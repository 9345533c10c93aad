//! Display utilities for the TideSync CLI

use console::style;
use std::time::Duration;
use tidesync_sync::{SyncReport, SyncSettings};

/// Display the outcome of a sync round
pub fn display_sync_report(settings: &SyncSettings, server_addr: &str, report: &SyncReport) {
    println!();
    println!(
        "{} {}",
        style("⟲").blue().bold(),
        style("Sync Summary").bold().underlined()
    );
    println!(
        "  Directory: {}",
        style(settings.contents_dir.display()).cyan()
    );
    println!("  Server: {}", style(server_addr).cyan());
    if report.initial {
        println!("  {}", style("First sync of this directory").yellow());
    }

    println!("  Uploaded: {}", style(report.uploaded).green());
    println!("  Changes pushed: {}", style(report.changes_pushed).green());
    println!(
        "  Deletions pushed: {}",
        style(report.deletions_pushed).green()
    );
    println!("  Received: {}", style(report.received).green());
    println!(
        "  Removed by server: {}",
        style(report.removed_by_server).yellow()
    );
    println!(
        "  Conflicts: {}",
        if report.conflicts > 0 {
            style(report.conflicts).red()
        } else {
            style(report.conflicts).green()
        }
    );
    println!("  Files tracked: {}", style(report.files_tracked).cyan());
    println!(
        "  Duration: {}",
        style(format_duration(report.duration)).blue()
    );

    if report.is_noop() {
        display_success("Already up to date");
    } else if report.conflicts > 0 {
        display_warning("Conflicts were resolved in favour of the server version");
    } else {
        display_success("Sync completed");
    }
}

/// Format duration in human-readable format
pub fn format_duration(duration: Duration) -> String {
    let secs = duration.as_secs();
    if secs < 60 {
        format!("{:.2}s", duration.as_secs_f64())
    } else if secs < 3600 {
        format!("{}m {}s", secs / 60, secs % 60)
    } else {
        format!("{}h {}m {}s", secs / 3600, (secs % 3600) / 60, secs % 60)
    }
}

/// Display a warning message with proper formatting
pub fn display_warning(message: &str) {
    println!("{} {}", style("⚠").yellow().bold(), style(message).yellow());
}

/// Display an error message on stderr
pub fn display_error(message: &str) {
    eprintln!("{} {}", style("✗").red().bold(), style(message).red());
}

/// Display a success message with proper formatting
pub fn display_success(message: &str) {
    println!("{} {}", style("✓").green().bold(), style(message).green());
}
//! Summary of one sync round

use serde::{Deserialize, Serialize};
use std::time::Duration;
use tidesync_merge::SyncResponse;

/// What a sync round did
#[derive(Debug, Clone, Default, PartialEq, Eq, Serialize, Deserialize)]
pub struct SyncReport {
    /// Whether the round started without metadata
    pub initial: bool,
    /// New local files the server accepted
    pub uploaded: usize,
    /// Local changes the server accepted
    pub changes_pushed: usize,
    /// Local deletions the server accepted
    pub deletions_pushed: usize,
    /// Items added or changed on the server
    pub received: usize,
    /// Items deleted on the server
    pub removed_by_server: usize,
    /// Conflicts, all resolved in favour of the server
    pub conflicts: usize,
    /// Files recorded in the metadata after the round
    pub files_tracked: usize,
    /// Wall-clock time of the round
    #[serde(with = "duration_millis")]
    pub duration: Duration,
}

impl SyncReport {
    /// Report for a round that has not exchanged anything yet
    pub fn new(initial: bool) -> Self {
        Self {
            initial,
            ..Self::default()
        }
    }

    /// Count the outcomes of one server response
    pub fn record<C: Ord, S: Ord, A>(&mut self, response: &SyncResponse<C, S, A>) {
        self.uploaded += response.client_added.len();
        self.changes_pushed += response.client_changed.len();
        self.deletions_pushed += response.client_deleted.len();
        self.received += response.server_added.len() + response.server_changed.len();
        self.removed_by_server += response.server_deleted.len();
        self.conflicts += response.conflict_count();
    }

    /// Whether the round changed nothing on either side
    pub fn is_noop(&self) -> bool {
        self.uploaded == 0
            && self.changes_pushed == 0
            && self.deletions_pushed == 0
            && self.received == 0
            && self.removed_by_server == 0
            && self.conflicts == 0
    }
}

mod duration_millis {
    use serde::{Deserialize, Deserializer, Serializer};
    use std::time::Duration;

    pub fn serialize<S: Serializer>(duration: &Duration, serializer: S) -> Result<S::Ok, S::Error> {
        serializer.serialize_u64(u64::try_from(duration.as_millis()).unwrap_or(u64::MAX))
    }

    pub fn deserialize<'de, D: Deserializer<'de>>(deserializer: D) -> Result<Duration, D::Error> {
        u64::deserialize(deserializer).map(Duration::from_millis)
    }
}

#[cfg(test)]
mod tests {
    use super::*;
    use tidesync_merge::{ClientAddition, Timed};
    use tidesync_types::ServerTime;

    #[test]
    fn test_record_accumulates() {
        let mut first: SyncResponse<u64, u64, String> = SyncResponse::empty();
        first
            .server_added
            .insert(1, Timed::new("a".to_string(), ServerTime::new(1)));
        first
            .server_added
            .insert(2, Timed::new("b".to_string(), ServerTime::new(2)));

        let mut second: SyncResponse<u64, u64, String> = SyncResponse::empty();
        second.client_added.insert(
            0,
            ClientAddition {
                id: 3,
                time: ServerTime::new(3),
            },
        );
        second.server_deleted.insert(2);
        second.conflicts_server_deleted.insert(4);

        let mut report = SyncReport::new(true);
        report.record(&first);
        report.record(&second);

        assert!(report.initial);
        assert_eq!(report.received, 2);
        assert_eq!(report.uploaded, 1);
        assert_eq!(report.removed_by_server, 1);
        assert_eq!(report.conflicts, 1);
        assert!(!report.is_noop());
    }

    #[test]
    fn test_empty_response_is_noop() {
        let mut report = SyncReport::new(false);
        report.record(&SyncResponse::<u64, u64, String>::empty());
        assert!(report.is_noop());
    }

    #[test]
    fn test_serializes_duration_as_millis() {
        let report = SyncReport {
            duration: Duration::from_millis(1500),
            ..SyncReport::default()
        };

        let json = serde_json::to_value(&report).unwrap();
        assert_eq!(json["duration"], 1500);
    }
}
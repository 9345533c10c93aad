//! Test support for TideSync
//!
//! [`server::MemoryServer`] plays the server half of the sync protocol in
//! memory, either directly as a [`tidesync_sync::SyncTransport`] or over TCP.
//! [`test_utils`] holds helpers for setting up client directories.

#![warn(missing_docs)]
#![warn(clippy::all)]

pub mod server;
pub mod test_utils;

pub use server::{LostReplyServer, MemoryServer, UnreachableServer};
pub use test_utils::{create_test_file, read_tree, tree_of, TestClient};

[TASK TO CARRY OUT]: Your reply must contain each entry, reproduced exactly.

[SOLUTION TO THIS PROBLEM]:
repository 9345533c10c93aad
//! Display utilities for the TideSync CLI

use console::style;
use std::time::Duration;
use tidesync_sync::{SyncReport, SyncSettings};

/// Display the outcome of a sync round
pub fn display_sync_report(settings: &SyncSettings, server_addr: &str, report: &SyncReport) {
    println!();
    println!(
        "{} {}",
        style("⟲").blue().bold(),
        style("Sync Summary").bold().underlined()
    );
    println!(
        "  Directory: {}",
        style(settings.contents_dir.display()).cyan()
    );
    println!("  Server: {}", style(server_addr).cyan());
    if report.initial {
        println!("  {}", style("First sync of this directory").yellow());
    }

    println!("  Uploaded: {}", style(report.uploaded).green());
    println!("  Changes pushed: {}", style(report.changes_pushed).green());
    println!(
        "  Deletions pushed: {}",
        style(report.deletions_pushed).green()
    );
    println!("  Received: {}", style(report.received).green());
    println!(
        "  Removed by server: {}",
        style(report.removed_by_server).yellow()
    );
    println!(
        "  Conflicts: {}",
        if report.conflicts > 0 {
            style(report.conflicts).red()
        } else {
            style(report.conflicts).green()
        }
    );
    println!("  Files tracked: {}", style(report.files_tracked).cyan());
    println!(
        "  Duration: {}",
        style(format_duration(report.duration)).blue()
    );

    if report.is_noop() {
        display_success("Already up to date");
    } else if report.conflicts > 0 {
        display_warning("Conflicts were resolved in favour of the server version");
    } else {
        display_success("Sync completed");
    }
}

/// Format duration in human-readable format
pub fn format_duration(duration: Duration) -> String {
    let secs = duration.as_secs();
    if secs < 60 {
        format!("{:.2}s", duration.as_secs_f64())
    } else if secs < 3600 {
        format!("{}m {}s", secs / 60, secs % 60)
    } else {
        format!("{}h {}m {}s", secs / 3600, (secs % 3600) / 60, secs % 60)
    }
}

/// Display a warning message with proper formatting
pub fn display_warning(message: &str) {
    println!("{} {}", style("⚠").yellow().bold(), style(message).yellow());
}

/// Display an error message on stderr
pub fn display_error(message: &str) {
    eprintln!("{} {}", style("✗").red().bold(), style(message).red());
}

/// Display a success message with proper formatting
pub fn display_success(message: &str) {
    println!("{} {}", style("✓").green().bold(), style(message).green());
}
//! Summary of one sync round

use serde::{Deserialize, Serialize};
use std::time::Duration;
use tidesync_merge::SyncResponse;

/// What a sync round did
#[derive(Debug, Clone, Default, PartialEq, Eq, Serialize, Deserialize)]
pub struct SyncReport {
    /// Whether the round started without metadata
    pub initial: bool,
    /// New local files the server accepted
    pub uploaded: usize,
    /// Local changes the server accepted
    pub changes_pushed: usize,
    /// Local deletions the server accepted
    pub deletions_pushed: usize,
    /// Items added or changed on the server
    pub received: usize,
    /// Items deleted on the server
    pub removed_by_server: usize,
    /// Conflicts, all resolved in favour of the server
    pub conflicts: usize,
    /// Files recorded in the metadata after the round
    pub files_tracked: usize,
    /// Wall-clock time of the round
    #[serde(with = "duration_millis")]
    pub duration: Duration,
}

impl SyncReport {
    /// Report for a round that has not exchanged anything yet
    pub fn new(initial: bool) -> Self {
        Self {
            initial,
            ..Self::default()
        }
    }

    /// Count the outcomes of one server response
    pub fn record<C: Ord, S: Ord, A>(&mut self, response: &SyncResponse<C, S, A>) {
        self.uploaded += response.client_added.len();
        self.changes_pushed += response.client_changed.len();
        self.deletions_pushed += response.client_deleted.len();
        self.received += response.server_added.len() + response.server_changed.len();
        self.removed_by_server += response.server_deleted.len();
        self.conflicts += response.conflict_count();
    }

    /// Whether the round changed nothing on either side
    pub fn is_noop(&self) -> bool {
        self.uploaded == 0
            && self.changes_pushed == 0
            && self.deletions_pushed == 0
            && self.received == 0
            && self.removed_by_server == 0
            && self.conflicts == 0
    }
}

mod duration_millis {
    use serde::{Deserialize, Deserializer, Serializer};
    use std::time::Duration;

    pub fn serialize<S: Serializer>(duration: &Duration, serializer: S) -> Result<S::Ok, S::Error> {
        serializer.serialize_u64(u64::try_from(duration.as_millis()).unwrap_or(u64::MAX))
    }

    pub fn deserialize<'de, D: Deserializer<'de>>(deserializer: D) -> Result<Duration, D::Error> {
        u64::deserialize(deserializer).map(Duration::from_millis)
    }
}

#[cfg(test)]
mod tests {
    use super::*;
    use tidesync_merge::{ClientAddition, Timed};
    use tidesync_types::ServerTime;

    #[test]
    fn test_record_accumulates() {
        let mut first: SyncResponse<u64, u64, String> = SyncResponse::empty();
        first
            .server_added
            .insert(1, Timed::new("a".to_string(), ServerTime::new(1)));
        first
            .server_added
            .insert(2, Timed::new("b".to_string(), ServerTime::new(2)));

        let mut second: SyncResponse<u64, u64, String> = SyncResponse::empty();
        second.client_added.insert(
            0,
            ClientAddition {
                id: 3,
                time: ServerTime::new(3),
            },
        );
        second.server_deleted.insert(2);
        second.conflicts_server_deleted.insert(4);

        let mut report = SyncReport::new(true);
        report.record(&first);
        report.record(&second);

        assert!(report.initial);
        assert_eq!(report.received, 2);
        assert_eq!(report.uploaded, 1);
        assert_eq!(report.removed_by_server, 1);
        assert_eq!(report.conflicts, 1);
        assert!(!report.is_noop());
    }

    #[test]
    fn test_empty_response_is_noop() {
        let mut report = SyncReport::new(false);
        report.record(&SyncResponse::<u64, u64, String>::empty());
        assert!(report.is_noop());
    }

    #[test]
    fn test_serializes_duration_as_millis() {
        let report = SyncReport {
            duration: Duration::from_millis(1500),
            ..SyncReport::default()
        };

        let json = serde_json::to_value(&report).unwrap();
        assert_eq!(json["duration"], 1500);
    }
}
repository 9345533c10c93aad
//! Test support for TideSync
//!
//! [`server::MemoryServer`] plays the server half of the sync protocol in
//! memory, either directly as a [`tidesync_sync::SyncTransport`] or over TCP.
//! [`test_utils`] holds helpers for setting up client directories.

#![warn(missing_docs)]
#![warn(clippy::all)]

pub mod server;
pub mod test_utils;

pub use server::{LostReplyServer, MemoryServer, UnreachableServer};
pub use test_utils::{create_test_file, read_tree, tree_of, TestClient};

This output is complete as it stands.